TÊTES CHERCHEUSES

Une chercheuse veille sur votre sommeil

par Bruno Levesque

Quand la nuit vient, que tout le monde dort paisiblement, Dominique Lorrain, professeure au Département de psychologie et chercheuse au Centre de recherche en gérontologie et gériatrie de l'Hôpital d'Youville, veille au grain. Après les bonnes fées et les anges gardiens, c'est elle qui à son tour, vient surveiller votre sommeil.

À l'aide d'électrodes placées sur le crâne, sur les yeux et sur le menton de collaboratrices et collaborateurs bénévoles qui viennent passer la nuit dans son laboratoire, elle mesure leur activité cérébrale, les mouvements de leurs yeux et la tension musculaire de leur menton tout au long de la nuit. Ces électrodes sont reliées à un ordinateur qui enregistre la moindre activité, le moindre mouvement.

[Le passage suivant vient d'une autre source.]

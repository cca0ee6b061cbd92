// Tue Jan 13 2026 - Alex

use colored::Colorize;
use struct_padding::ui::cli;

fn main() {
    let code = match cli::run() {
        Ok(code) => code,
        Err(e) => {
            eprintln!("{} {:#}", "error:".red().bold(), e);
            cli::EXIT_FAILURE
        }
    };
    std::process::exit(code);
}
// Wed Jan 15 2026 - Alex

pub mod args;
pub mod handler;

pub use args::{AbiArgs, AnalyzeArgs, Args, Command};
pub use handler::{CommandHandler, EXIT_FAILURE, EXIT_FIXABLE, EXIT_OK};

use clap::Parser;

pub fn parse_args() -> Args {
    Args::parse()
}

pub fn run() -> anyhow::Result<i32> {
    let args = parse_args();
    let mut handler = CommandHandler::new();
    handler.execute(args)
}
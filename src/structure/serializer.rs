// Tue Jan 13 2026 - Alex

use crate::structure::FieldNode;
use serde::{Deserialize, Serialize};

#[derive(Debug, Clone, PartialEq, Eq, Serialize, Deserialize)]
pub struct SerializableLayout {
    pub name: String,
    #[serde(rename = "type")]
    pub type_name: String,
    pub offset: u64,
    pub size: u64,
    pub alignment: u64,
    /// Padding inserted before this member.
    #[serde(default, skip_serializing_if = "is_zero")]
    pub padding: u64,
    #[serde(default, skip_serializing_if = "Vec::is_empty")]
    pub fields: Vec<SerializableLayout>,
}

fn is_zero(value: &u64) -> bool {
    *value == 0
}

impl SerializableLayout {
    fn with_padding(node: &FieldNode, padding: u64) -> Self {
        let mut cursor = 0;
        let fields = node
            .children()
            .iter()
            .map(|child| {
                let padding = child.offset().saturating_sub(cursor);
                cursor = child.end_offset();
                Self::with_padding(child, padding)
            })
            .collect();
        Self {
            name: node.name().to_string(),
            type_name: node.type_name().to_string(),
            offset: node.offset(),
            size: node.size(),
            alignment: node.align().as_u64(),
            padding,
            fields,
        }
    }
}

impl From<&FieldNode> for SerializableLayout {
    fn from(node: &FieldNode) -> Self {
        Self::with_padding(node, 0)
    }
}
// Wed Jan 14 2026 - Alex

use crate::structure::cache::LayoutKey;
use crate::structure::layout::{LayoutCalculator, PassContext, Placer, Resolution};
use crate::structure::{AbiTable, FieldNode, Layout, LayoutIssue, TypeDescriptor};
use indexmap::IndexMap;

/// Struct declarations of one batch, keyed by name.
///
/// Built from the forest at the start of every pass so a named member always
/// sees the current field order of the struct it refers to.
#[derive(Debug, Default, Clone)]
pub struct TypeRegistry {
    declarations: IndexMap<String, FieldNode>,
}

impl TypeRegistry {
    pub fn new() -> Self {
        Self::default()
    }

    pub fn from_forest(forest: &[FieldNode]) -> Self {
        let declarations = forest
            .iter()
            .filter(|node| node.is_composite() && !node.name().is_empty())
            .map(|node| (node.name().to_string(), node.clone()))
            .collect();
        Self { declarations }
    }

    pub fn get(&self, name: &str) -> Option<&FieldNode> {
        self.declarations.get(name)
    }

    pub fn contains(&self, name: &str) -> bool {
        self.declarations.contains_key(name)
    }

    pub fn len(&self) -> usize {
        self.declarations.len()
    }

    pub fn is_empty(&self) -> bool {
        self.declarations.is_empty()
    }
}

/// Maps type descriptors to platform sizes and alignments.
pub struct TypeResolver<'a> {
    abi: &'a AbiTable,
    registry: &'a TypeRegistry,
}

impl<'a> TypeResolver<'a> {
    pub fn new(abi: &'a AbiTable, registry: &'a TypeRegistry) -> Self {
        Self { abi, registry }
    }

    pub fn abi(&self) -> &AbiTable {
        self.abi
    }

    pub fn registry(&self) -> &TypeRegistry {
        self.registry
    }

    /// Layout used in place of a type that is already being resolved.
    pub fn cycle_layout(&self) -> Layout {
        self.abi.pointer
    }

    /// Layout used for shapes the resolver does not understand.
    pub fn fallback_layout(&self) -> Layout {
        self.abi.string
    }

    /// Resolves `descriptor` as seen from the member at `path`.
    pub fn resolve(&self, descriptor: &TypeDescriptor, path: &str, ctx: &mut PassContext) -> Resolution {
        match descriptor {
            TypeDescriptor::Scalar(kind) => Resolution::exact(self.abi.scalar(*kind)),
            TypeDescriptor::Pointer(_) => Resolution::exact(self.abi.pointer),
            TypeDescriptor::FixedArray(elem, len) => {
                let resolved = self.resolve(elem, path, ctx);
                match resolved.layout.checked_repeat(*len) {
                    Some(layout) => Resolution { layout, ..resolved },
                    None => {
                        log::warn!("{}: `{}` does not fit in the address space", path, descriptor);
                        ctx.record(LayoutIssue::UnresolvableType {
                            path: path.to_string(),
                            type_name: descriptor.to_string(),
                        });
                        Resolution { layout: self.fallback_layout(), ..resolved }
                    }
                }
            }
            TypeDescriptor::DynamicSequence(_) => Resolution::exact(self.abi.slice),
            TypeDescriptor::Map => Resolution::exact(self.abi.map),
            TypeDescriptor::Channel => Resolution::exact(self.abi.channel),
            TypeDescriptor::Interface => Resolution::exact(self.abi.interface),
            TypeDescriptor::Function => Resolution::exact(self.abi.function),
            // Members live on the node; the calculator lays those out directly.
            TypeDescriptor::Composite => Resolution::exact(Layout::EMPTY),
            TypeDescriptor::AnonymousStruct(members) => self.resolve_anonymous(members, path, ctx),
            TypeDescriptor::NamedReference(name) => self.resolve_named(name, path, ctx),
            TypeDescriptor::Unknown(text) => {
                ctx.record(LayoutIssue::UnresolvableType {
                    path: path.to_string(),
                    type_name: text.clone(),
                });
                Resolution::exact(self.fallback_layout())
            }
        }
    }

    fn resolve_anonymous(&self, members: &[TypeDescriptor], path: &str, ctx: &mut PassContext) -> Resolution {
        if members.is_empty() {
            ctx.record(LayoutIssue::DegenerateComposite { path: path.to_string() });
        }
        let mut placer = Placer::new();
        let mut tainted = false;
        for member in members {
            let resolved = self.resolve(member, path, ctx);
            tainted |= resolved.tainted;
            placer.place(resolved.layout);
        }
        Resolution { layout: placer.finish(), tainted }
    }

    fn resolve_named(&self, name: &str, path: &str, ctx: &mut PassContext) -> Resolution {
        let key = LayoutKey::Named(name.to_string());
        if ctx.in_progress.contains(&key) {
            log::warn!("{}: `{}` refers to itself without indirection", path, name);
            ctx.record(LayoutIssue::CyclicType {
                path: path.to_string(),
                type_name: name.to_string(),
            });
            return Resolution::cyclic(self.cycle_layout());
        }
        if let Some(layout) = ctx.cache.get(&key) {
            return Resolution::exact(layout);
        }
        let Some(declaration) = self.registry.get(name) else {
            log::debug!("{}: `{}` is not declared in this batch", path, name);
            ctx.record(LayoutIssue::UnresolvableType {
                path: path.to_string(),
                type_name: name.to_string(),
            });
            return Resolution::exact(self.fallback_layout());
        };

        // Lay out a scratch copy; the declaration itself is sized on its own turn.
        let mut scratch = declaration.clone();
        LayoutCalculator::new(self).layout_composite(&mut scratch, key, ctx)
    }
}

Le but de ces recherches? Mieux comprendre le sommeil des personnes âgées et, objectif ultime, trouver un moyen de diagnostiquer la maladie d'Alzheimer de façon précoce. <<Nos recherches ne font que commencer et nous n'en sommes qu'à l'étape des hypothèses>>, s'empresse de préciser Dominique Lorrain, fort consciente de l'espoir que de tels propos pourraient faire naître.

De séduisantes hypothèses

Quelques faits liant la mémoire, une phase du sommeil appelée sommeil paradoxal et la maladie d'Alzheimer ont mis la puce à l'oreille de Dominique Lorrain. Par exemple, il est connu que les périodes de sommeil paradoxal augmentent chez une personne en situation d'apprentissage intense, par exemple chez un étudiant en période d'examens. Autres faits troublants, la période précédant l'arrivée du sommeil paradoxal est plus longue chez les personnes souffrant de la maladie d'Alzheimer que chez les autres et l'acétylcholine, un neurotransmetteur chimique que les spécialistes ont depuis longtemps associé à la mémoire, est aussi responsable du déclenchement des périodes de sommeil paradoxal. Enfin, la baisse d'activité cérébrale associée à la maladie d'Alzheimer, quasi imperceptible quand le patient est éveillé, est deux fois plus visible lors du sommeil paradoxal.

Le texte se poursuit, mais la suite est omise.